> **TASK INSTRUCTIONS**
An exact restatement of the records below is expected.

SOURCE MATERIAL Block Start

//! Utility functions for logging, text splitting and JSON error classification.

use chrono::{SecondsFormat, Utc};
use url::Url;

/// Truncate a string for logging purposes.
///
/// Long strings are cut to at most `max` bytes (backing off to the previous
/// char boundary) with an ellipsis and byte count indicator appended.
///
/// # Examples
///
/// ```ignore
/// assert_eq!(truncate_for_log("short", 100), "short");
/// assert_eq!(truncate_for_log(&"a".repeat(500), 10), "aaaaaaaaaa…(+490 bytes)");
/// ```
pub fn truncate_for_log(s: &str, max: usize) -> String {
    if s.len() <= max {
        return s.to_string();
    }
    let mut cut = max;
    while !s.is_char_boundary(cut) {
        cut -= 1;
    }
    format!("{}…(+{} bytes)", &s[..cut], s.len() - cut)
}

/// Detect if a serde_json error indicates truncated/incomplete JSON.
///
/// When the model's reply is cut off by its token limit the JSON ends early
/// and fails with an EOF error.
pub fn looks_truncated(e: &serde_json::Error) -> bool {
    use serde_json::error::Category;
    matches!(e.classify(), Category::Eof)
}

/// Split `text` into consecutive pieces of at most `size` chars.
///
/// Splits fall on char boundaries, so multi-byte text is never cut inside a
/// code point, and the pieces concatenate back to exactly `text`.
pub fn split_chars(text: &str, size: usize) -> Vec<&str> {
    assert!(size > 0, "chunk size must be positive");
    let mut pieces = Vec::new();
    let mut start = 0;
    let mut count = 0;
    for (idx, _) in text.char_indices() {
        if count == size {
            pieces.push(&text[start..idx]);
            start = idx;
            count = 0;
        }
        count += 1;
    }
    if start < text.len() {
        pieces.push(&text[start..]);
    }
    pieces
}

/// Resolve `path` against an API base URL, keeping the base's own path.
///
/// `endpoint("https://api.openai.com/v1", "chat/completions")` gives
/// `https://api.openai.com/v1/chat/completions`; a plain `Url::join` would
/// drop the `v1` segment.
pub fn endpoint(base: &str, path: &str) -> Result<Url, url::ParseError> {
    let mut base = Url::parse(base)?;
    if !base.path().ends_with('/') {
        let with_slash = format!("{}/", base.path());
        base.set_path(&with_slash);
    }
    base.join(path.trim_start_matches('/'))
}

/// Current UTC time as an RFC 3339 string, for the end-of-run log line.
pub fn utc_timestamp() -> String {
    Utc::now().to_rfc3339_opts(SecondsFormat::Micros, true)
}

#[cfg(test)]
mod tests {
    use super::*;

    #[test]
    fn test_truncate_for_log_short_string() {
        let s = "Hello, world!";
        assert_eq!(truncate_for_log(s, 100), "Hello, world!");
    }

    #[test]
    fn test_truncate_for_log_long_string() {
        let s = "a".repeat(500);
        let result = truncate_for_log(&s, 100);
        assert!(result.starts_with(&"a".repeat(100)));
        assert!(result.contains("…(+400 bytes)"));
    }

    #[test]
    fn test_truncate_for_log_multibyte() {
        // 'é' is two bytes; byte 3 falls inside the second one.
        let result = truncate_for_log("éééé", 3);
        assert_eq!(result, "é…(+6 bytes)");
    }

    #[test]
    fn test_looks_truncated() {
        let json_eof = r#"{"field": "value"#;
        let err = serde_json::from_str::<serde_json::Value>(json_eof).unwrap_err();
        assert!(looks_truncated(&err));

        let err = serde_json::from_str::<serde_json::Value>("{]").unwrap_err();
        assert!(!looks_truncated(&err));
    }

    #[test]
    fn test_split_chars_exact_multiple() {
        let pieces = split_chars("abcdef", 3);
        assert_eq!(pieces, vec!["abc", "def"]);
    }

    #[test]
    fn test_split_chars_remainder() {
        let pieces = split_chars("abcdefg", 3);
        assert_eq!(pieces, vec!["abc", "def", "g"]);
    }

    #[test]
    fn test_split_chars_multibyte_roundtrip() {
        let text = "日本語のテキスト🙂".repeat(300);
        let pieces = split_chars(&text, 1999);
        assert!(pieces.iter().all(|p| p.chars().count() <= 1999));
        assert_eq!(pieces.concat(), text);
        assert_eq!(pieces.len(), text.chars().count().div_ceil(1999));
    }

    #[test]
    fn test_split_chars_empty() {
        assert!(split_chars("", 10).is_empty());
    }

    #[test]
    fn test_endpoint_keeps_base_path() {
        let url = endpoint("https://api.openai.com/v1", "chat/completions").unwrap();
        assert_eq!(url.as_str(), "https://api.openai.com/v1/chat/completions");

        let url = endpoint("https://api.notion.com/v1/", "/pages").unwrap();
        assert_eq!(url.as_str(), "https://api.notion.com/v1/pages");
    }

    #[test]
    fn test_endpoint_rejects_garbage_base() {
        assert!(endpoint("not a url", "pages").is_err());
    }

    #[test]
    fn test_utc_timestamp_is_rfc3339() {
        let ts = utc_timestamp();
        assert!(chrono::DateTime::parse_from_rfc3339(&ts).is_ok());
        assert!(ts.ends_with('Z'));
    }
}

SOURCE MATERIAL Block End

> **YOUR SOLUTION**
//! Utility functions for logging, text splitting and JSON error classification.

use chrono::{SecondsFormat, Utc};
use url::Url;

/// Truncate a string for logging purposes.
///
/// Long strings are cut to at most `max` bytes (backing off to the previous
/// char boundary) with an ellipsis and byte count indicator appended.
///
/// # Examples
///
/// ```ignore
/// assert_eq!(truncate_for_log("short", 100), "short");
/// assert_eq!(truncate_for_log(&"a".repeat(500), 10), "aaaaaaaaaa…(+490 bytes)");
/// ```
pub fn truncate_for_log(s: &str, max: usize) -> String {
    if s.len() <= max {
        return s.to_string();
    }
    let mut cut = max;
    while !s.is_char_boundary(cut) {
        cut -= 1;
    }
    format!("{}…(+{} bytes)", &s[..cut], s.len() - cut)
}

/// Detect if a serde_json error indicates truncated/incomplete JSON.
///
/// When the model's reply is cut off by its token limit the JSON ends early
/// and fails with an EOF error.
pub fn looks_truncated(e: &serde_json::Error) -> bool {
    use serde_json::error::Category;
    matches!(e.classify(), Category::Eof)
}

/// Split `text` into consecutive pieces of at most `size` chars.
///
/// Splits fall on char boundaries, so multi-byte text is never cut inside a
/// code point, and the pieces concatenate back to exactly `text`.
pub fn split_chars(text: &str, size: usize) -> Vec<&str> {
    assert!(size > 0, "chunk size must be positive");
    let mut pieces = Vec::new();
    let mut start = 0;
    let mut count = 0;
    for (idx, _) in text.char_indices() {
        if count == size {
            pieces.push(&text[start..idx]);
            start = idx;
            count = 0;
        }
        count += 1;
    }
    if start < text.len() {
        pieces.push(&text[start..]);
    }
    pieces
}

/// Resolve `path` against an API base URL, keeping the base's own path.
///
/// `endpoint("https://api.openai.com/v1", "chat/completions")` gives
/// `https://api.openai.com/v1/chat/completions`; a plain `Url::join` would
/// drop the `v1` segment.
pub fn endpoint(base: &str, path: &str) -> Result<Url, url::ParseError> {
    let mut base = Url::parse(base)?;
    if !base.path().ends_with('/') {
        let with_slash = format!("{}/", base.path());
        base.set_path(&with_slash);
    }
    base.join(path.trim_start_matches('/'))
}

/// Current UTC time as an RFC 3339 string, for the end-of-run log line.
pub fn utc_timestamp() -> String {
    Utc::now().to_rfc3339_opts(SecondsFormat::Micros, true)
}

#[cfg(test)]
mod tests {
    use super::*;

    #[test]
    fn test_truncate_for_log_short_string() {
        let s = "Hello, world!";
        assert_eq!(truncate_for_log(s, 100), "Hello, world!");
    }

    #[test]
    fn test_truncate_for_log_long_string() {
        let s = "a".repeat(500);
        let result = truncate_for_log(&s, 100);
        assert!(result.starts_with(&"a".repeat(100)));
        assert!(result.contains("…(+400 bytes)"));
    }

    #[test]
    fn test_truncate_for_log_multibyte() {
        // 'é' is two bytes; byte 3 falls inside the second one.
        let result = truncate_for_log("éééé", 3);
        assert_eq!(result, "é…(+6 bytes)");
    }

    #[test]
    fn test_looks_truncated() {
        let json_eof = r#"{"field": "value"#;
        let err = serde_json::from_str::<serde_json::Value>(json_eof).unwrap_err();
        assert!(looks_truncated(&err));

        let err = serde_json::from_str::<serde_json::Value>("{]").unwrap_err();
        assert!(!looks_truncated(&err));
    }

    #[test]
    fn test_split_chars_exact_multiple() {
        let pieces = split_chars("abcdef", 3);
        assert_eq!(pieces, vec!["abc", "def"]);
    }

    #[test]
    fn test_split_chars_remainder() {
        let pieces = split_chars("abcdefg", 3);
        assert_eq!(pieces, vec!["abc", "def", "g"]);
    }

    #[test]
    fn test_split_chars_multibyte_roundtrip() {
        let text = "日本語のテキスト🙂".repeat(300);
        let pieces = split_chars(&text, 1999);
        assert!(pieces.iter().all(|p| p.chars().count() <= 1999));
        assert_eq!(pieces.concat(), text);
        assert_eq!(pieces.len(), text.chars().count().div_ceil(1999));
    }

    #[test]
    fn test_split_chars_empty() {
        assert!(split_chars("", 10).is_empty());
    }

    #[test]
    fn test_endpoint_keeps_base_path() {
        let url = endpoint("https://api.openai.com/v1", "chat/completions").unwrap();
        assert_eq!(url.as_str(), "https://api.openai.com/v1/chat/completions");

        let url = endpoint("https://api.notion.com/v1/", "/pages").unwrap();
        assert_eq!(url.as_str(), "https://api.notion.com/v1/pages");
    }

    #[test]
    fn test_endpoint_rejects_garbage_base() {
        assert!(endpoint("not a url", "pages").is_err());
    }

    #[test]
    fn test_utc_timestamp_is_rfc3339() {
        let ts = utc_timestamp();
        assert!(chrono::DateTime::parse_from_rfc3339(&ts).is_ok());
        assert!(ts.ends_with('Z'));
    }
}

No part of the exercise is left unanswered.